Effect of MDL-800 on TGF-β1-induced extracellular matrix protein expression in HK2 cells. (A) HK2 cells were treated with vehicle (Veh) or TGF-β1 (10 ng/mL), with or without MDL-800 at indicated doses (10, 25, or 50 μM). After 24h of treatment, cell proliferation was measured by XTT assay. Data are expressed as mean ± SD for three independent experiments in triplicates. (B) Representative Western blot for α-SMA, type I collagen, fibronectin, and connective tissue growth factor (CTGF) from HK-2 cells treated with Veh or TGF-β1 (10 ng/mL), with or without MDL-800 at indicated doses (10, 25, or 50 μM). Treatment with TGF-β1 (10 ng/mL) over 24 h increased the expression of extracellular matrix protein markers. The expression of α-SMA, type I collagen, fibronectin, and CTGF decreased after MDL-800 treatment in a dose-dependent manner.

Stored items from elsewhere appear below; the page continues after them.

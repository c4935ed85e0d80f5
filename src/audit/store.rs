use super::entry::{parse_timestamp, AuditAction, AuditEntry};
use std::fs::{self, OpenOptions};
use std::io::ErrorKind;
use std::path::{Path, PathBuf};
use std::sync::Mutex;
use thiserror::Error;
use tracing::{debug, warn};

const HEADER: [&str; 4] = ["timestamp", "username", "action", "details"];

#[derive(Debug, Error)]
pub enum AuditError {
    #[error("audit log IO error: {0}")]
    Io(#[from] std::io::Error),

    #[error("audit log CSV error: {0}")]
    Csv(#[from] csv::Error),

    #[error("malformed audit log line {line}: {message}")]
    Format { line: usize, message: String },

    #[error("audit log lock poisoned")]
    Poisoned,
}

pub type AuditResult<T> = Result<T, AuditError>;

/// Append-only audit trail
pub trait AuditLog: Send + Sync {
    /// Append one entry. Duplicates are never rejected.
    fn append(&self, entry: &AuditEntry) -> AuditResult<()>;

    /// Append several entries in order
    fn append_all(&self, entries: &[AuditEntry]) -> AuditResult<()> {
        for entry in entries {
            self.append(entry)?;
        }
        Ok(())
    }

    /// Every entry in append order; empty when nothing was logged yet
    fn load_all(&self) -> AuditResult<Vec<AuditEntry>>;
}

/// Audit trail in a CSV file with header `timestamp,username,action,details`.
pub struct CsvAuditLog {
    path: PathBuf,
    lock: Mutex<()>,
}

impl CsvAuditLog {
    pub fn open(path: impl AsRef<Path>) -> Self {
        Self {
            path: path.as_ref().to_path_buf(),
            lock: Mutex::new(()),
        }
    }

    pub fn path(&self) -> &Path {
        &self.path
    }
}

impl AuditLog for CsvAuditLog {
    fn append(&self, entry: &AuditEntry) -> AuditResult<()> {
        self.append_all(std::slice::from_ref(entry))
    }

    fn append_all(&self, entries: &[AuditEntry]) -> AuditResult<()> {
        let _guard = self.lock.lock().map_err(|_| AuditError::Poisoned)?;

        if let Some(parent) = self.path.parent() {
            if !parent.as_os_str().is_empty() {
                fs::create_dir_all(parent)?;
            }
        }

        let needs_header = match fs::metadata(&self.path) {
            Ok(meta) => meta.len() == 0,
            Err(e) if e.kind() == ErrorKind::NotFound => true,
            Err(e) => return Err(e.into()),
        };

        let file = OpenOptions::new().create(true).append(true).open(&self.path)?;
        let mut wtr = csv::Writer::from_writer(file);
        if needs_header {
            wtr.write_record(HEADER)?;
        }
        for entry in entries {
            wtr.write_record([
                entry.formatted_timestamp().as_str(),
                entry.username.as_str(),
                entry.action.as_str(),
                entry.details.as_str(),
            ])?;
            debug!(action = %entry.action, username = %entry.username, "audit entry appended");
        }
        wtr.flush()?;
        Ok(())
    }

    fn load_all(&self) -> AuditResult<Vec<AuditEntry>> {
        let file = match fs::File::open(&self.path) {
            Ok(file) => file,
            Err(e) if e.kind() == ErrorKind::NotFound => return Ok(Vec::new()),
            Err(e) => return Err(e.into()),
        };

        let mut rdr = csv::ReaderBuilder::new().has_headers(true).from_reader(file);
        let mut entries = Vec::new();
        for (i, result) in rdr.records().enumerate() {
            let line = i + 2;
            let record = result?;
            let field = |idx: usize| record.get(idx).unwrap_or("");

            let timestamp = parse_timestamp(field(0)).ok_or_else(|| AuditError::Format {
                line,
                message: format!("bad timestamp '{}'", field(0)),
            })?;
            let Some(action) = AuditAction::parse(field(2)) else {
                warn!(line, action = field(2), "skipping audit line with unknown action");
                continue;
            };
            entries.push(AuditEntry {
                timestamp,
                username: field(1).to_string(),
                action,
                details: field(3).to_string(),
            });
        }
        Ok(entries)
    }
}

/// Audit trail held in memory
#[derive(Default)]
pub struct MemoryAuditLog {
    entries: Mutex<Vec<AuditEntry>>,
}

impl MemoryAuditLog {
    pub fn new() -> Self {
        Self::default()
    }
}

impl AuditLog for MemoryAuditLog {
    fn append(&self, entry: &AuditEntry) -> AuditResult<()> {
        self.entries
            .lock()
            .map_err(|_| AuditError::Poisoned)?
            .push(entry.clone());
        Ok(())
    }

    fn load_all(&self) -> AuditResult<Vec<AuditEntry>> {
        Ok(self.entries.lock().map_err(|_| AuditError::Poisoned)?.clone())
    }
}

#[cfg(test)]
mod tests {
    use super::*;
    use crate::auth::Identity;
    use tempfile::tempdir;

    #[test]
    fn load_all_of_missing_file_is_empty() {
        let dir = tempdir().unwrap();
        let log = CsvAuditLog::open(dir.path().join("admin_log.csv"));
        assert!(log.load_all().unwrap().is_empty());
    }

    #[test]
    fn append_creates_header_and_keeps_duplicates() {
        let dir = tempdir().unwrap();
        let path = dir.path().join("logs").join("admin_log.csv");
        let log = CsvAuditLog::open(&path);
        let who = Identity::master("masteradmin");

        let entry = AuditEntry::now(&who, AuditAction::Update, "changed, with comma");
        log.append(&entry).unwrap();
        log.append(&entry).unwrap();

        let text = fs::read_to_string(&path).unwrap();
        assert!(text.starts_with("timestamp,username,action,details\n"));
        assert_eq!(text.matches("timestamp,").count(), 1);

        let loaded = log.load_all().unwrap();
        assert_eq!(loaded, vec![entry.clone(), entry]);
    }

    #[test]
    fn load_all_rejects_bad_timestamp() {
        let dir = tempdir().unwrap();
        let path = dir.path().join("admin_log.csv");
        fs::write(&path, "timestamp,username,action,details\nyesterday,u,LOGIN,\n").unwrap();
        let err = CsvAuditLog::open(&path).load_all().unwrap_err();
        assert!(matches!(err, AuditError::Format { line: 2, .. }));
    }

    #[test]
    fn memory_log_appends_in_order() {
        let log = MemoryAuditLog::new();
        let who = Identity::regional("admin3201", "3201");
        log.append_all(&[
            AuditEntry::now(&who, AuditAction::Login, ""),
            AuditEntry::now(&who, AuditAction::Logout, ""),
        ])
        .unwrap();
        let actions: Vec<AuditAction> = log.load_all().unwrap().iter().map(|e| e.action).collect();
        assert_eq!(actions, vec![AuditAction::Login, AuditAction::Logout]);
    }
}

The bar graph shows the densitometric quantification presented as the relative ratio of each protein to GAPDH. Data are presented as mean ± SD. (C) Representative Western blot for p-Smad2 and p-Smad3 from HK-2 cells treated with Veh or TGF-β1 (10 ng/mL), with or without MDL-800 at indicated doses (10, 25, or 50 μM). Treatment with TGF-β1 (10 ng/mL) over 24 h increased the expression of p-Smad2 and p-Smad3. The expression of p-Smad2 and p-Smad3 decreased in a dose-dependent manner after MDL-800 treatment. The bar graph shows the densitometric quantification presented as the relative ratio of each protein to Smad2/3. Data are presented as mean ± SD. ***, p < 0.001 versus Veh or MDL; ###, p < 0.001 versus TGF-β1 (10 ng/mL). Veh, vehicle; MDL, MDL-800; TGF-β1, transforming growth factor-β1; α-SMA, α-smooth muscle actin; CTGF, connective tissue growth factor.